WHAT IS NEEDED ▸
Using the listing below, count the lines in which "first" appears; give the count alone.
*** Opening RECORDS FOR PROCESSING ***
use anyhow::Result;
use tracing::info;

use super::{Event, Phase, Screen};
use crate::format::{escape_attr, escape_text, Formatter};
use crate::navigator::{Action, ScreenRequest};
use crate::reddit::Comment;
use crate::session::{ParentThing, SessionContext, SessionError};

#[derive(Debug, Clone, Copy, PartialEq, Eq)]
pub enum Pane {
    Editor,
    Preview,
}

/// Composer for a reply to a link or a comment.
pub struct CommentScreen {
    request: ScreenRequest,
    parent: ParentThing,
    formatter: Formatter,
    pane: Pane,
    draft: String,
    preview: String,
    phase: Phase,
}

impl CommentScreen {
    pub fn new(parent: ParentThing, formatter: Formatter) -> Self {
        Self {
            request: ScreenRequest::Comment {
                parent: parent.clone(),
            },
            parent,
            formatter,
            pane: Pane::Editor,
            draft: String::new(),
            preview: String::new(),
            phase: Phase::Created,
        }
    }

    pub fn pane(&self) -> Pane {
        self.pane
    }

    pub fn draft(&self) -> &str {
        &self.draft
    }

    pub fn show_editor(&mut self) {
        self.pane = Pane::Editor;
    }

    pub fn show_preview(&mut self) {
        self.preview = self.formatter.markdown().render(&self.draft);
        self.pane = Pane::Preview;
    }

    /// Records the draft as a new comment in the session, bumps the comment counts of
    /// the thread and asks to return to the previous screen.
    pub fn save(&mut self, session: &mut SessionContext) -> Result<Action> {
        let username = session
            .user
            .as_ref()
            .map(|user| user.username.clone())
            .ok_or(SessionError::NotLoggedIn)?;
        let parent_name = session
            .comment
            .parent
            .as_ref()
            .map(|parent| parent.name().to_string())
            .ok_or(SessionError::NoParent)?;

        if let Some(ParentThing::Link(_)) = session.comment.parent {
            session.bump_comment_count(&parent_name);
        }
        let op_name = session
            .comment
            .op
            .as_ref()
            .map(|op| op.name.clone())
            .filter(|name| *name != parent_name);
        if let Some(op_name) = op_name {
            session.bump_comment_count(&op_name);
        }

        let id = format!("reply{}", parent_name);
        info!(parent = %parent_name, "saving comment");
        session.comment.created = Some(Comment {
            name: id.clone(),
            id,
            parent_id: parent_name,
            author: username,
            body: Some(self.draft.clone()),
            ups: 1,
            downs: 0,
            likes: Some(true),
            created_utc: self.formatter.now().timestamp() as f64,
            replies: None,
        });
        Ok(Action::PopScreen)
    }
}

impl Screen for CommentScreen {
    fn request(&self) -> &ScreenRequest {
        &self.request
    }

    fn phase(&self) -> Phase {
        self.phase
    }

    fn on_screen_ready(&mut self, session: &mut SessionContext) -> Result<()> {
        session.comment.parent = Some(self.parent.clone());
        self.phase = Phase::Ready;
        Ok(())
    }

    fn on_dom_ready(&mut self, _session: &mut SessionContext) -> Result<()> {
        self.show_editor();
        self.phase = Phase::DomReady;
        Ok(())
    }

    fn on_unload(&mut self, _session: &mut SessionContext) {
        self.phase = Phase::Unloaded;
    }

    fn handle(&mut self, event: &Event, session: &mut SessionContext) -> Result<Option<Action>> {
        match event {
            Event::Input(text) => {
                self.draft = text.clone();
                Ok(None)
            }
            Event::Click { selector, .. } => match selector.as_str() {
                "#edit" => {
                    self.show_editor();
                    Ok(None)
                }
                "#preview" => {
                    self.show_preview();
                    Ok(None)
                }
                "#save" => self.save(session).map(Some),
                _ => Ok(None),
            },
            Event::Scroll(_) => Ok(None),
        }
    }

    fn title(&self) -> String {
        match &self.parent {
            ParentThing::Link(link) => format!(
                "Reply to {}",
                html_escape::decode_html_entities(&link.title)
            ),
            ParentThing::Comment { author, .. } => format!("Reply to {}", author),
        }
    }

    fn render(&self) -> String {
        let (editor, preview) = match self.pane {
            Pane::Editor => ("", r#" style="display: none""#),
            Pane::Preview => (r#" style="display: none""#, ""),
        };
        format!(
            r#"<div id="comment" data-parent="{parent}">
<div id="commentEditorPane"{editor}>
<textarea id="commentTextarea">{draft}</textarea>
<a id="preview">preview</a> <a id="save">save</a>
</div>
<div id="commentPreviewPane"{preview}>
{rendered}
<a id="edit">edit</a> <a id="save">save</a>
</div>
</div>"#,
            parent = escape_attr(self.parent.name()),
            editor = editor,
            draft = escape_text(&self.draft),
            preview = preview,
            rendered = self.preview,
        )
    }
}

#[cfg(test)]
mod tests {
    use super::*;
    use crate::reddit::User;
    use crate::screen::testing;

    fn user() -> User {
        User {
            username: "mrlamb".into(),
            modhash: "hash".into(),
            cookie: "cookie".into(),
        }
    }

    fn open(parent: ParentThing, session: &mut SessionContext) -> CommentScreen {
        let mut screen = CommentScreen::new(parent, Formatter::default());
        screen.on_screen_ready(session).unwrap();
        screen.on_dom_ready(session).unwrap();
        screen
    }

    #[test]
    fn preview_renders_markdown_and_editor_returns() {
        let mut session = SessionContext::new(Some(user()));
        let mut screen = open(ParentThing::Link(testing::link("a", "pics")), &mut session);
        assert_eq!(screen.pane(), Pane::Editor);

        screen
            .handle(&Event::Input("**bold** move".into()), &mut session)
            .unwrap();
        screen
            .handle(&Event::click("comment", "#preview"), &mut session)
            .unwrap();
        assert_eq!(screen.pane(), Pane::Preview);
        assert!(screen.render().contains("<strong>bold</strong>"));

        screen
            .handle(&Event::click("comment", "#edit"), &mut session)
            .unwrap();
        assert_eq!(screen.pane(), Pane::Editor);
        assert_eq!(screen.draft(), "**bold** move");
    }

    #[test]
    fn saving_a_link_reply_bumps_counts_once() {
        let mut session = SessionContext::new(Some(user()));
        let link = testing::link("a", "pics");
        session.store_listing("pics", testing::listing(&["a", "b"], "pics"));
        session.comment.op = Some(link.clone());
        let mut screen = open(ParentThing::Link(link), &mut session);

        screen.handle(&Event::Input("first!".into()), &mut session).unwrap();
        let action = screen
            .handle(&Event::click("comment", "#save"), &mut session)
            .unwrap();
        assert_eq!(action, Some(Action::PopScreen));

        assert_eq!(session.comment.op.as_ref().unwrap().num_comments, 3);
        let listing = session.subreddit.listing.as_ref().unwrap();
        assert_eq!(listing.children[0].data.num_comments, 3);
        assert_eq!(listing.children[1].data.num_comments, 2);

        let created = session.comment.created.as_ref().unwrap();
        assert_eq!(created.name, "replyt3_a");
        assert_eq!(created.parent_id, "t3_a");
        assert_eq!(created.author, "mrlamb");
        assert_eq!(created.body.as_deref(), Some("first!"));
        assert_eq!(created.score(), 1);
        assert_eq!(created.likes, Some(true));
    }

    #[test]
    fn saving_a_comment_reply_bumps_the_thread() {
        let mut session = SessionContext::new(Some(user()));
        session.comment.op = Some(testing::link("a", "pics"));
        let parent = ParentThing::Comment {
            name: "t1_c".into(),
            author: "bob".into(),
        };
        let mut screen = open(parent, &mut session);

        screen.save(&mut session).unwrap();
        assert_eq!(session.comment.op.as_ref().unwrap().num_comments, 3);
        assert_eq!(session.comment.created.as_ref().unwrap().parent_id, "t1_c");
    }

    #[test]
    fn parent_name_is_attribute_escaped() {
        let mut session = SessionContext::default();
        let parent = ParentThing::Comment {
            name: r#"t1_x" onclick="boom"#.into(),
            author: "bob".into(),
        };
        let screen = open(parent, &mut session);
        let html = screen.render();
        assert!(html.contains(r#"data-parent="t1_x&quot; onclick=&quot;boom""#));
        assert!(!html.contains(r#"onclick="boom""#));
    }

    #[test]
    fn saving_requires_a_user() {
        let mut session = SessionContext::default();
        let mut screen = open(ParentThing::Link(testing::link("a", "pics")), &mut session);
        let err = screen.save(&mut session).unwrap_err();
        assert!(matches!(
            err.downcast_ref::<SessionError>(),
            Some(SessionError::NotLoggedIn)
        ));
        assert!(session.comment.created.is_none());
    }
}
*** Closing RECORDS FOR PROCESSING ***
RESULT OF THIS EXERCISE ▸
2